Tuesday, 25th March 2008
Illustration

I’ve had this great gallery of technical illustrations open in a tab for a little while now, and if you’re at all into super-detailed diagrams it’s well worth a look. The one of the fan (below) is my favourite. Via Chris Glass.

There’s a great collection of 3D type designs on You The Designer. I was looking through them and was reminded of the long-neglected Atlas Magazine, which is sort-of still going (well, it’s there but not being updated from what I can tell). I remember Atlas having a new design with each issue, which was what kept me going back, and looking through previous issues you can see how fast the technology was developing in those years. One of them even offers a link to the Netscape Plugin Finder, using a pop-up window. Still, it’s stuck on the last design now, though you can look at previous issues by clicking the roman numerals floating about on the left, if you can. It’d be interesting to see how it would have developed, had it avoided the big-time of IPOs and say, a merger with Slate or similar. I wonder if it would still have navigation that tries to run away from you?



Another great link via Ace Jet 170, this article on the Font Feed about lining, tabular and old-style figures. I’m a fan of old-style figures anyway, and prefer to use them in most of my work as I find them much more readable, even for numerical data. Still, I suspect I’m somewhat disnumerate, so having the extra ‘word shape’ provided by old style numerals is going to be helpful for readability. I was also raised at a time when maths books were also set with old-style, and somewhat contrary to the example in the Font Feed example, so were most recipes I saw.

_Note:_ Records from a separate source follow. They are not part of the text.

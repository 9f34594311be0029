//! Mock Bedrock server binary.
//!
//! Listens on `$PORT` (default 8080) and serves synthetic model invocations
//! until Ctrl+C. Set `RUST_LOG` to adjust log verbosity.

use mock_bedrock::{MockServer, ModelCatalog, ServerConfig};
use std::sync::Arc;

#[tokio::main]
async fn main() -> anyhow::Result<()> {
    tracing_subscriber::fmt()
        .with_env_filter(
            tracing_subscriber::EnvFilter::try_from_default_env()
                .unwrap_or_else(|_| tracing_subscriber::EnvFilter::new("info")),
        )
        .init();

    let config = ServerConfig::from_env()?;
    let catalog = Arc::new(ModelCatalog::builtin());

    let server = MockServer::start(Arc::clone(&catalog), &config)
        .await
        .map_err(|e| {
            tracing::error!(error = %e, "mock bedrock failed to start");
            anyhow::anyhow!("mock-bedrock failed: {e}")
        })?;

    println!(
        "Mock Bedrock server running on http://localhost:{}",
        server.port()
    );
    println!("Available models:");
    for id in catalog.ids() {
        println!("  - {id}");
    }

    tokio::signal::ctrl_c().await?;
    tracing::info!("received Ctrl+C, shutting down...");
    server.shutdown();

    Ok(())
}
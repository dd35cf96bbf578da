//! Error types for schema parsing and comparison.

/// Errors that can occur while parsing or modelling a schema.
#[derive(Debug, thiserror::Error)]
pub enum SchemaError {
    /// A spec line contains text the grammar cannot match.
    #[error("Unable to parse \"{fragment}\" in table {table} where the full line is \"{line}\"")]
    Grammar {
        /// Table whose spec line failed.
        table: String,
        /// The unmatched tail of the line.
        fragment: String,
        /// The complete spec line.
        line: String,
    },

    /// A table-level constraint names a column zero or multiple times.
    #[error("{constraint} clause mentions {column} which has {matches} matches among the fields of {table}")]
    AmbiguousConstraint {
        /// Table containing the constraint.
        table: String,
        /// Constraint kind (PRIMARY KEY or UNIQUE).
        constraint: String,
        /// The column name that failed to resolve.
        column: String,
        /// How many columns matched.
        matches: usize,
    },

    /// A foreign key's local and parent column lists have different lengths.
    #[error("Foreign key in table {table} has mismatched column counts: ({from}) vs ({to})")]
    ForeignKeyArity {
        /// Table declaring the constraint.
        table: String,
        /// Local column list.
        from: String,
        /// Parent column list.
        to: String,
    },

    /// Two tables in one schema share a name (ignoring case).
    #[error("Duplicate table name: {0}")]
    DuplicateTable(String),

    /// Foreign key references could not be ordered.
    #[error("Tables have circular or unresolvable references: {}", .stuck.join(", "))]
    DependencyCycle {
        /// Tables that could not be placed.
        stuck: Vec<String>,
    },

    /// The spec input itself is malformed.
    #[error("Invalid database spec: {0}")]
    Spec(String),

    /// Failed to deserialize a spec file.
    #[error("Failed to parse spec file: {0}")]
    Json(#[from] serde_json::Error),

    /// IO error reading a spec file.
    #[error("IO error: {0}")]
    Io(#[from] std::io::Error),
}

/// Result type for schema operations.
pub type Result<T> = std::result::Result<T, SchemaError>;
//! The compare-and-upgrade flow.
//!
//! One entry point ties the pieces together: parse the spec, introspect the
//! live database, diff the two, then either report, create, alter in place
//! or back up and rebuild. Destructive paths ask for confirmation unless an
//! answer was forced up front.

use std::collections::BTreeSet;
use std::path::{Path, PathBuf};
use tracing::{info, warn};

use verdigris_schema::{
    compare_schemas, dependency_order, CompareOptions, DatabaseSpec, SpecParser,
};

use crate::backup::BackupManager;
use crate::db::open_pool;
use crate::error::{MigrateError, Result};
use crate::executor::{rebuild, MigrationExecutor};
use crate::introspect::Introspector;

/// Knobs for a [`compare_and_upgrade`] run.
#[derive(Debug, Clone)]
pub struct UpgradeOptions {
    /// Apply changes; off means compare and report only.
    pub apply: bool,
    /// Treat column order as significant when comparing.
    pub order_matters: bool,
    /// Answer the rebuild confirmation without prompting.
    pub force: Option<bool>,
    /// Rebuild even when every change could be applied in place.
    pub force_rebuild: bool,
    /// Drop tables the spec does not mention instead of carrying them over.
    pub drop_unspecified: bool,
    /// Directory backup copies are written to.
    pub backup_dir: PathBuf,
    /// `strftime` prefix for backup file names.
    pub backup_prefix: String,
}

impl Default for UpgradeOptions {
    fn default() -> Self {
        Self {
            apply: false,
            order_matters: false,
            force: None,
            force_rebuild: false,
            drop_unspecified: false,
            backup_dir: PathBuf::from("./backups"),
            backup_prefix: "%Y-%m-%d-%H-%M-%S-".to_owned(),
        }
    }
}

/// What a [`compare_and_upgrade`] run did.
#[derive(Debug, Clone, PartialEq, Eq)]
pub enum UpgradeOutcome {
    /// The database already matches the spec.
    UpToDate,
    /// The database did not exist and was created from the spec.
    Created,
    /// Differences were reported without touching the database.
    ReportOnly,
    /// Every difference was applied in place.
    Altered,
    /// The database was rebuilt; the old file was kept at this path.
    Rebuilt {
        /// Backup copy of the pre-rebuild database.
        backup: PathBuf,
    },
    /// A rebuild was needed and the confirmation was declined.
    Declined,
}

/// Brings `database` up to the spec, or reports what that would take.
///
/// A missing database is created outright when `apply` is set. An existing
/// one is altered in place when possible; otherwise it is backed up and
/// rebuilt, after confirmation. When an in-place attempt is rejected by the
/// database the run falls back to the rebuild path rather than failing.
///
/// # Errors
///
/// Fails on an invalid spec or backup prefix, on a missing database in
/// report mode, and on any database or file error while applying.
pub async fn compare_and_upgrade(
    database: &Path,
    spec: &DatabaseSpec,
    options: &UpgradeOptions,
) -> Result<UpgradeOutcome> {
    let desired = SpecParser::new().parse_spec(spec)?;
    let backups = BackupManager::new(&options.backup_dir, &options.backup_prefix)?;

    if !database.exists() {
        if !options.apply {
            return Err(MigrateError::MissingDatabase(database.to_path_buf()));
        }
        // Reject an unsatisfiable spec before the file exists on disk.
        dependency_order(&desired, &BTreeSet::new())?;
        info!(database = %database.display(), "creating new database");
        let pool = open_pool(database, true).await?;
        MigrationExecutor::new(pool.clone())
            .create_schema(&desired, &BTreeSet::new())
            .await?;
        pool.close().await;
        return Ok(UpgradeOutcome::Created);
    }

    let pool = open_pool(database, false).await?;
    let actual = Introspector::new(pool.clone()).read_schema().await?;
    let options_cmp = CompareOptions {
        order_matters: options.order_matters,
    };
    let diff = compare_schemas(&desired, &actual, options_cmp);

    let rebuild_needed = diff.requires_rebuild()
        || options.force_rebuild
        || (options.drop_unspecified && !diff.dropped_tables.is_empty());

    if diff.is_empty() && !rebuild_needed {
        info!(database = %database.display(), "database matches the spec");
        pool.close().await;
        return Ok(UpgradeOutcome::UpToDate);
    }

    if !options.apply {
        println!("{}", diff.summary());
        pool.close().await;
        return Ok(UpgradeOutcome::ReportOnly);
    }

    let executor = MigrationExecutor::new(pool.clone());
    if !rebuild_needed {
        info!(
            new_tables = diff.new_tables.len(),
            changed_tables = diff.deltas.len(),
            "applying schema changes in place"
        );
        match executor.apply_in_place(&desired, &diff).await {
            Ok(()) => {
                pool.close().await;
                return Ok(UpgradeOutcome::Altered);
            }
            Err(error) => {
                warn!(error = %error, "in-place migration failed, falling back to a rebuild");
            }
        }
    }

    let confirmed = options
        .force
        .unwrap_or_else(|| confirm_rebuild(database));
    if !confirmed {
        info!("rebuild declined, database left unchanged");
        pool.close().await;
        return Ok(UpgradeOutcome::Declined);
    }

    let staged = rebuild(&desired, &actual, &diff, database, options.drop_unspecified).await?;
    pool.close().await;
    let backup = backups.swap_in(database, staged)?;
    info!(
        database = %database.display(),
        backup = %backup.display(),
        "database rebuilt"
    );
    Ok(UpgradeOutcome::Rebuilt { backup })
}

/// Brings the application database up to the spec at startup.
///
/// The database is created when missing and upgraded otherwise. `force`
/// answers every confirmation with yes; without it a needed rebuild prompts
/// on stdin. Backups use the default directory and prefix.
///
/// # Errors
///
/// Fails as [`compare_and_upgrade`] does.
pub async fn init(database: &Path, spec: &DatabaseSpec, force: bool) -> Result<UpgradeOutcome> {
    let options = UpgradeOptions {
        apply: true,
        force: force.then_some(true),
        ..UpgradeOptions::default()
    };
    compare_and_upgrade(database, spec, &options).await
}

/// Parses a yes/no answer: `y`, `yes`, `1`, `n`, `no` or `0`, any case.
#[must_use]
pub fn parse_confirmation(text: &str) -> Option<bool> {
    match text.trim().to_ascii_lowercase().as_str() {
        "y" | "yes" | "1" => Some(true),
        "n" | "no" | "0" => Some(false),
        _ => None,
    }
}

/// Prompts on stdin until an answer parses. EOF declines.
fn confirm_rebuild(database: &Path) -> bool {
    let mut line = String::new();
    loop {
        println!(
            "{} must be rebuilt (a backup will be kept). Continue? [y/n]",
            database.display()
        );
        line.clear();
        match std::io::stdin().read_line(&mut line) {
            Ok(0) | Err(_) => return false,
            Ok(_) => {}
        }
        match parse_confirmation(&line) {
            Some(answer) => return answer,
            None => println!("Please answer y or n."),
        }
    }
}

Pilcrow symbols from Helvetica and Palatino

Favourite to draw that is… Two interesting articles I’ve followed links to on the H&FJ site recently are the ones about the Sulzbacher Eszett and the Pilcrow (and Capitulum) (via Kottke and Ace Jet 170). It seems both come up in people’s favourite characters to draw. I like drawing the ‘3’ myself, both in ink and with beziers, but drawing the eszett is like a super big extra special bonus ‘3’ with soft curves, sharp edges, stressed strokes… lovely. Some people I work with have eszetts in their surnames, and it disappoints me that after a few months of blank incomprehension from some of the less linguistically capable* they replace it with a double-s. A real shame.

Office doodles testify to the popularity of the letter R, perhaps because it synopsizes the rest of the alphabet in one convenient package (it’s got a stem, a bowl, serifs both internal and external, and of course that marvelous signature gesture, the tail.)

I think I’ll chime in with Kottke and ask to see some of these office doodles!

* I’m ashamed to say this can be summed up as, “mostly British people”.


Farm animal, curiosity or pet? Check out the big cat in this one.


Multiple forms of diversity in one happy package.

In the future, we will all have very low, flat cars, road signs will be hard to read, we will have genetically modified pets and will build large industrial entertainment complexes in areas of astounding natural beauty. That’s the future according to these amazing 1960s illustrations from United States Steel International, by Syd Mead*. Naturally, the implication is that we will be using lots and lots of steel, and will continue to use it to make sleek, shiny cars.

It’s strange how these pictures remind me of a book I had at primary school (I was about 7) which showed two possible futures. One was positively pastoral, with blue skies, happy people cycling along clean white paths through a garden city. The other showed what would happen if we didn’t reduce our energy dependency (apparently), and showed gigantic skyscrapers looming against brown, smoggy skies, with traffic jams and people wearing gas masks. They were both illustrated in an almost identical style to these retro futurist ones, and showed almost the same subjects — they could have been taken directly from this series.

I was going to make a point that all the people in the pictures are white, but there does appear to be one little nod to diversity in there (snippet at right). I think it’s a woman, but the face… ahem.


The lettering on the signs reminds me of the information screens from 2001.

Update: * Thanks to Angel Dominguez for the name

I was looking through my site earlier trying to find an article about Ian Kim’s work, and found that somehow I hadn’t done one. I’ve admired his work for a while, especially the piece below. I was doing some work today that needed illustrations of books flying around (right) and wanted to look at it again for inspiration.

As you can see, my style is rather different (I love working with vectors) but it’s always good to acknowledge your inspirational sources! The similarity in colours is entirely coincidental — the project I’m working on has a scheme of red and blue already!

Make sure to have a look at the ‘personal’ section on the site too, as there are some powerful images, some on some emotive and important subjects.

There’s a design agency near where I live called Eighth Day, and when they put up their sign I enjoyed the use of the numeral ‘8’ to form a lowercase ‘g’. I’ve seen some hand-drawn examples of it in the past, but not in a logo. I’m sure plenty of examples must exist — it is after all an effective and yet straightforward typographic trick. I thought this example was even more intriguing, with all the letters formed from part of numeral eights. I’m especially loving the neat positioning of the trademark symbol — it’s unusual to see it nicely integrated into a logo.